Looking at that cassette now - nearly 30 minutes later - that second line is clearer, but still nowhere near as dark as the first one. Also to add to the confusion - the Brochure / Instructions lists the lines as C and B (A being where you put the blood in) . The Cassette is marked C and T. I'm looking at the instructions again - I think now that it is trying to say that if only C (the very faint line in my test) shows up you are negative. If B shows up at all - then you are positive.
Maybe this did work the way it is supposed to. - - But it is confusing.

I'm going to call Dana and tell her this. Then get ready to meet the student.

Oh, unless I hear different - this story should air Monday night at 10pm (channel 13).

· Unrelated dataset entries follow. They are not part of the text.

//! Grouping of near-parallel, nearby edges.

use crate::graph::{EdgeRecord, NodeRecord, Point};

use super::calculator::BundlingSettings;

/// Edge geometry precomputed for similarity tests.
#[derive(Debug, Clone, PartialEq)]
pub struct ClusterableEdge {
    pub edge: EdgeRecord,
    pub start_point: Point,
    pub end_point: Point,
    /// Heading in degrees, normalized to `[0, 360)`.
    pub direction: f64,
    pub length: f64,
    pub mid_point: Point,
}

impl ClusterableEdge {
    pub fn from_points(edge: EdgeRecord, start_point: Point, end_point: Point) -> Self {
        let dx = end_point.x - start_point.x;
        let dy = end_point.y - start_point.y;
        Self {
            edge,
            start_point,
            end_point,
            direction: dy.atan2(dx).to_degrees().rem_euclid(360.0),
            length: start_point.distance(&end_point),
            mid_point: start_point.midpoint(&end_point),
        }
    }

    /// Uses the fixed right-center to left-center anchors.
    pub fn new(edge: EdgeRecord, source: &NodeRecord, target: &NodeRecord) -> Self {
        Self::from_points(edge, source.right_center(), target.left_center())
    }
}

/// Smallest angle between two headings, in degrees.
pub fn direction_difference(a: f64, b: f64) -> f64 {
    let delta = (a - b).abs() % 360.0;
    delta.min(360.0 - delta)
}

pub fn are_similar(a: &ClusterableEdge, b: &ClusterableEdge, settings: &BundlingSettings) -> bool {
    direction_difference(a.direction, b.direction) <= settings.direction_tolerance
        && a.mid_point.distance(&b.mid_point) <= settings.max_bundle_distance
}

/// Single greedy pass: each unused edge seeds a cluster and absorbs every
/// later unused edge similar to it. Clusters below the minimum size are
/// dropped and their edges stay unused by any other seed.
///
/// Returns clusters as indices into `edges`.
pub fn cluster_similar_edges(edges: &[ClusterableEdge], settings: &BundlingSettings) -> Vec<Vec<usize>> {
    let mut used = vec![false; edges.len()];
    let mut clusters = Vec::new();

    for seed in 0..edges.len() {
        if used[seed] {
            continue;
        }
        used[seed] = true;

        let mut cluster = vec![seed];
        for other in seed + 1..edges.len() {
            if !used[other] && are_similar(&edges[seed], &edges[other], settings) {
                used[other] = true;
                cluster.push(other);
            }
        }

        if cluster.len() >= settings.min_edges_for_bundle {
            clusters.push(cluster);
        }
    }

    clusters
}

#[cfg(test)]
mod tests {
    use super::*;

    fn settings() -> BundlingSettings {
        BundlingSettings {
            min_edges_for_bundle: 2,
            ..BundlingSettings::default()
        }
    }

    fn edge_at(id: &str, origin: Point, degrees: f64, length: f64) -> ClusterableEdge {
        let rad = degrees.to_radians();
        let end = Point::new(origin.x + length * rad.cos(), origin.y + length * rad.sin());
        ClusterableEdge::from_points(EdgeRecord::new(id, "s", "t"), origin, end)
    }

    #[test]
    fn test_geometry() {
        let edge = ClusterableEdge::from_points(
            EdgeRecord::new("e", "a", "b"),
            Point::new(0.0, 0.0),
            Point::new(0.0, -10.0),
        );
        assert!((edge.direction - 270.0).abs() < 1e-9);
        assert_eq!(edge.length, 10.0);
        assert_eq!(edge.mid_point, Point::new(0.0, -5.0));
    }

    #[test]
    fn test_direction_difference_wraps() {
        assert_eq!(direction_difference(350.0, 10.0), 20.0);
        assert_eq!(direction_difference(10.0, 350.0), 20.0);
        assert_eq!(direction_difference(90.0, 270.0), 180.0);
        assert_eq!(direction_difference(45.0, 45.0), 0.0);
    }

    #[test]
    fn test_31_degrees_never_bundled() {
        let origin = Point::new(100.0, 100.0);
        let edges = vec![edge_at("a", origin, 0.0, 200.0), edge_at("b", origin, 31.0, 200.0)];
        let loose = BundlingSettings {
            max_bundle_distance: 10_000.0,
            ..settings()
        };
        assert!(cluster_similar_edges(&edges, &loose).is_empty());
    }

    #[test]
    fn test_29_degrees_bundled_when_close() {
        let origin = Point::new(100.0, 100.0);
        let edges = vec![edge_at("a", origin, 0.0, 60.0), edge_at("b", origin, 29.0, 60.0)];
        assert!(edges[0].mid_point.distance(&edges[1].mid_point) <= settings().max_bundle_distance);
        assert_eq!(cluster_similar_edges(&edges, &settings()), vec![vec![0, 1]]);
    }

    #[test]
    fn test_wraparound_headings_bundle() {
        let origin = Point::new(0.0, 0.0);
        let edges = vec![edge_at("a", origin, 355.0, 100.0), edge_at("b", origin, 10.0, 100.0)];
        assert_eq!(cluster_similar_edges(&edges, &settings()).len(), 1);
    }

    #[test]
    fn test_far_midpoints_not_bundled() {
        let edges = vec![
            edge_at("a", Point::new(0.0, 0.0), 0.0, 100.0),
            edge_at("b", Point::new(0.0, 500.0), 0.0, 100.0),
        ];
        assert!(cluster_similar_edges(&edges, &settings()).is_empty());
    }

    #[test]
    fn test_first_seen_edge_seeds_cluster() {
        // b is similar to both a and c, but a and c are too far apart.
        let edges = vec![
            edge_at("a", Point::new(0.0, 0.0), 0.0, 100.0),
            edge_at("b", Point::new(0.0, 60.0), 0.0, 100.0),
            edge_at("c", Point::new(0.0, 120.0), 0.0, 100.0),
        ];
        let clusters = cluster_similar_edges(&edges, &settings());
        assert_eq!(clusters, vec![vec![0, 1]]);
    }

    #[test]
    fn test_min_size_filters_clusters() {
        let edges = vec![
            edge_at("a", Point::new(0.0, 0.0), 0.0, 100.0),
            edge_at("b", Point::new(0.0, 5.0), 0.0, 100.0),
        ];
        let strict = BundlingSettings {
            min_edges_for_bundle: 3,
            ..settings()
        };
        assert!(cluster_similar_edges(&edges, &strict).is_empty());
    }
}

May be going to see the Haunting tonight. There was talk of it. Shane offered to pay for me again. I'm going to owe him big time once I have money again.  (Finally saw adds for the other film I couldn't remember the name of - Bruce Willis in "Sixth Sense").
I didn't get much sleep last night. Remember when I asked if you ever had a relationship change without anything happening? That I had recently not only felt more distant to some - but closer to others - well, one of the ones that I had felt closer to (for no reason ... in fact I could think of reasons to be more distant - but I'm not) I caught looking in my door as I slept (I obviously wasn't really all that asleep). I then asked what he wanted and he came in to give me a hug - said he was sorry about Doctor. I asked what was wrong (I could just tell something was bothering him).
"The demons and angels of my past are battling for my future." Funny thing is - I knew exactly what he meant. It started a long talk. I think he felt better by the time he left - not resolved, but better. We even did a card reading which really seemed to speak directly to his concerns. By then it was time to wake up for meds. Then I went back to bed and actually got some sleep before work.
Been in a really happy mood all day.

Oh - one last thing. I was writing to a friend of mine about Doctor. They had also 'recently' lost a family member. This is part of what they said, and how I responded.

>Even when I was confronted with another death - people never told me it was just a person... But instead - "He's in a better place now" He's not in any pain" - I would agree outloud - I would agree in my brain - my sarcasm would say - yeah he's not in any pain - but I sure feel like shit.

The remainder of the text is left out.